Combien de mètres carrés de panneaux photovoltaïques sont installés sur les entrepôts brésiliens ?
Pedro Moreira : Sur un total de 20 millions de mètres carrés d’entrepôts de classe A, moins de 10% sont équipés de panneaux photovoltaïques aujourd’hui. Bien que le Brésil soit autosuffisant en énergie, il connaît sa pire crise de l’eau depuis 90 ans, ce qui a fait augmenter le prix de l’électricité. L’électricité issue du réseau peut représenter jusqu’à 25% du coût total des entrepôts, ce qui incite les entreprises à se tourner vers d’autres alternatives comme le solaire et l’éolien, qui se développent fortement.
Il s’agit d’une part encore faible à ce jour, mais les nouveaux projets intègrent cette composante. La lenteur de la transition s’explique par le coût des panneaux et des batteries au lithium, qui ne permet pas encore de rendre le stockage d’électricité rentable. De plus, nous sommes dépendants des importations de lithium en provenance de Chine, dont la disponibilité est rare, et soumise à des droits d’importation élevés. Cependant, la capacité des batteries lithium-ion pourrait être multipliée par plus de cinq d’ici à 2030, ce qui contribuera à réduire les coûts, à améliorer le rendement du capital investi et à accélérer l’expansion de l’énergie solaire. Dans un pays comme le Brésil, qui bénéficie d’un taux d’ensoleillement très élevé, les panneaux photovoltaïques sur les toits des entrepôts offrent de grandes possibilités que nous devons être en mesure d’exploiter à moyen et long terme.
Un an et demi après le partenariat noué entre Afilog et Abralog, quels enseignements tirez-vous de cette collaboration et de ses bénéfices pour les deux associations ?
Pedro Moreira : Afilog et Abralog se connaissent depuis très longtemps, grâce à plusieurs rencontres chaque année à la SITL. Nous avons commencé à échanger plus régulièrement pendant la pandémie pour identifier comment joindre nos efforts et créer une meilleure collaboration au service de la logistique.
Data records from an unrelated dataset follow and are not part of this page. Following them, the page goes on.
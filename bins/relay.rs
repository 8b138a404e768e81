use dotenvy::dotenv;
use tracing::{error, info};
use uuid::Uuid;

fn init_logging() {
    // 提前加载 .env，使得 RUST_LOG / LOG_FORMAT 等环境变量生效
    dotenv().ok();
    // 复用公共日志初始化工具；LOG_FORMAT=json 切换为结构化 JSON 输出
    common::utils::logging::init_logging_from_env();
    info!(service = "relay", event = "logger_init", "tracing subscriber initialized");
}

fn main() -> std::process::ExitCode {
    init_logging();

    // 基础服务上下文（不含敏感信息）
    let service_id = Uuid::new_v4();
    let pid = std::process::id();
    let version = env!("CARGO_PKG_VERSION");

    // Panic 钩子：捕获异常并输出错误日志，便于排查问题
    std::panic::set_hook(Box::new({
        let service_id = service_id;
        move |info| {
            error!(
                service = "relay",
                event = "panic",
                %service_id,
                pid,
                message = %info,
                "unhandled panic occurred"
            );
        }
    }));

    // 读取线程配置（优先 config.toml，其次环境变量 TOKIO_WORKER_THREADS）
    let worker_threads = match configs::AppConfig::load_and_validate() {
        Ok(cfg) => cfg.server.worker_threads,
        Err(_) => std::env::var("TOKIO_WORKER_THREADS").ok().and_then(|v| v.parse::<usize>().ok()),
    };

    // 构建 Tokio 运行时（允许根据配置调整线程数）
    let mut builder = tokio::runtime::Builder::new_multi_thread();
    builder.enable_all();
    if let Some(w) = worker_threads { builder.worker_threads(w); }

    let rt = match builder.build() {
        Ok(rt) => rt,
        Err(e) => {
            error!(service = "relay", event = "runtime_build_failed", error = %e, "failed to build tokio runtime");
            return std::process::ExitCode::FAILURE;
        }
    };

    // 服务启动事件
    info!(
        service = "relay",
        event = "start",
        %service_id,
        pid,
        version,
        threads = worker_threads.unwrap_or_default(),
        "relay service starting"
    );

    // 运行服务，并监听 Ctrl+C 优雅停机
    rt.block_on(async move {
        tokio::select! {
            res = server::run() => {
                match res {
                    Ok(()) => {
                        info!(service = "relay", event = "stop", %service_id, pid, "relay stopped normally");
                        std::process::ExitCode::SUCCESS
                    }
                    Err(e) => {
                        error!(service = "relay", event = "run_failed", error = %e, "server::run returned error");
                        std::process::ExitCode::FAILURE
                    }
                }
            }
            _ = tokio::signal::ctrl_c() => {
                info!(service = "relay", event = "shutdown_signal", %service_id, pid, "received Ctrl+C, shutting down");
                // 当前 server::run 不支持外部优雅停机信号，这里直接退出进程
                // 如需更优雅的停机，应在服务内部支持 with_graceful_shutdown。
                std::process::ExitCode::SUCCESS
            }
        }
    })
}
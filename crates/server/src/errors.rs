use axum::http::StatusCode;
use axum::response::{IntoResponse, Response};
use axum::Json;
use thiserror::Error;
use tracing::error;

use common::observability::INPUT_REJECTED_TOTAL;
use common::provider::ProviderError;

/// Everything a handler can fail with: the two client input errors, or a
/// provider failure wrapped with the per-route message.
#[derive(Debug, Error)]
pub enum ApiError {
    #[error("Missing required fields")]
    MissingFields,
    #[error("Invalid service_code. Use service mapping only.")]
    UnknownServiceCode,
    #[error("{context}")]
    Upstream {
        context: &'static str,
        #[source]
        source: ProviderError,
    },
}

impl ApiError {
    pub fn upstream(context: &'static str, source: ProviderError) -> Self {
        ApiError::Upstream { context, source }
    }
}

impl IntoResponse for ApiError {
    fn into_response(self) -> Response {
        let message = self.to_string();
        match self {
            ApiError::MissingFields | ApiError::UnknownServiceCode => {
                INPUT_REJECTED_TOTAL.inc();
                (
                    StatusCode::BAD_REQUEST,
                    Json(serde_json::json!({"message": message})),
                )
                    .into_response()
            }
            ApiError::Upstream { context, source } => {
                error!(context, error = %source, "upstream call failed");
                (
                    StatusCode::INTERNAL_SERVER_ERROR,
                    Json(serde_json::json!({"message": context, "error": source.detail()})),
                )
                    .into_response()
            }
        }
    }
}

#[cfg(test)]
mod tests {
    use super::*;
    use serde_json::{json, Value};

    async fn body_of(resp: Response) -> Value {
        let bytes = axum::body::to_bytes(resp.into_body(), usize::MAX)
            .await
            .expect("read body");
        serde_json::from_slice(&bytes).expect("json body")
    }

    #[tokio::test]
    async fn missing_fields_maps_to_400_with_message_body() {
        let resp = ApiError::MissingFields.into_response();
        assert_eq!(resp.status(), StatusCode::BAD_REQUEST);
        assert_eq!(body_of(resp).await, json!({"message": "Missing required fields"}));
    }

    #[tokio::test]
    async fn unknown_code_maps_to_400_with_message_body() {
        let resp = ApiError::UnknownServiceCode.into_response();
        assert_eq!(resp.status(), StatusCode::BAD_REQUEST);
        assert_eq!(
            body_of(resp).await,
            json!({"message": "Invalid service_code. Use service mapping only."})
        );
    }

    #[tokio::test]
    async fn upstream_failure_maps_to_500_and_keeps_provider_payload() {
        let err = ApiError::upstream(
            "Order failed",
            ProviderError::Status { status: 402, body: json!({"error": "no funds"}) },
        );
        let resp = err.into_response();
        assert_eq!(resp.status(), StatusCode::INTERNAL_SERVER_ERROR);
        assert_eq!(
            body_of(resp).await,
            json!({"message": "Order failed", "error": {"error": "no funds"}})
        );
    }

    #[tokio::test]
    async fn transport_failure_maps_to_500_with_error_text() {
        let err = ApiError::upstream(
            "Failed to fetch orders",
            ProviderError::Network("connection refused".into()),
        );
        let resp = err.into_response();
        assert_eq!(resp.status(), StatusCode::INTERNAL_SERVER_ERROR);
        let body = body_of(resp).await;
        assert_eq!(body["message"], "Failed to fetch orders");
        assert!(body["error"].is_string());
    }
}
Je pense que la France a développé de très bonnes pratiques en matière de logistique, notamment urbaine, et c’est un modèle que nous voudrions aussi adopter. Le Brésil représente un grand potentiel pour la France en termes d’investissements dans l’immobilier et la technologie, etc.
Quels sont les points communs de la logistique urbaine entre la France et le Brésil, et comment les deux pays peuvent-ils apprendre de leurs expériences respectives ?
Pedro Moreira : La France présente sans aucun doute des modèles efficaces de logistique urbaine dont nous devrions nous inspirer. Dans la région métropolitaine de Paris, nous voyons des terminaux urbains, avec des connexions ferroviaires et fluviales qui facilitent grandement les transferts, l’approvisionnement des magasins et la distribution du dernier kilomètre, ce que nous n’avons pas dans nos régions métropolitaines.
Je pense que les deux associations peuvent construire ensemble un programme commun solide, en partageant leurs connaissances et leurs pratiques afin de générer de nouvelles opportunités pour leurs membres. Nous avons déjà organisé plusieurs webinaires, dans le but de mener des études comparatives, par exemple sur les énergies renouvelables : nous pouvons évaluer les expériences, les différences, et tenir compte de ces enseignements pour mettre en œuvre des solutions adaptées. Nous allons également créer des délégations qui effectueront des visites dans les deux pays.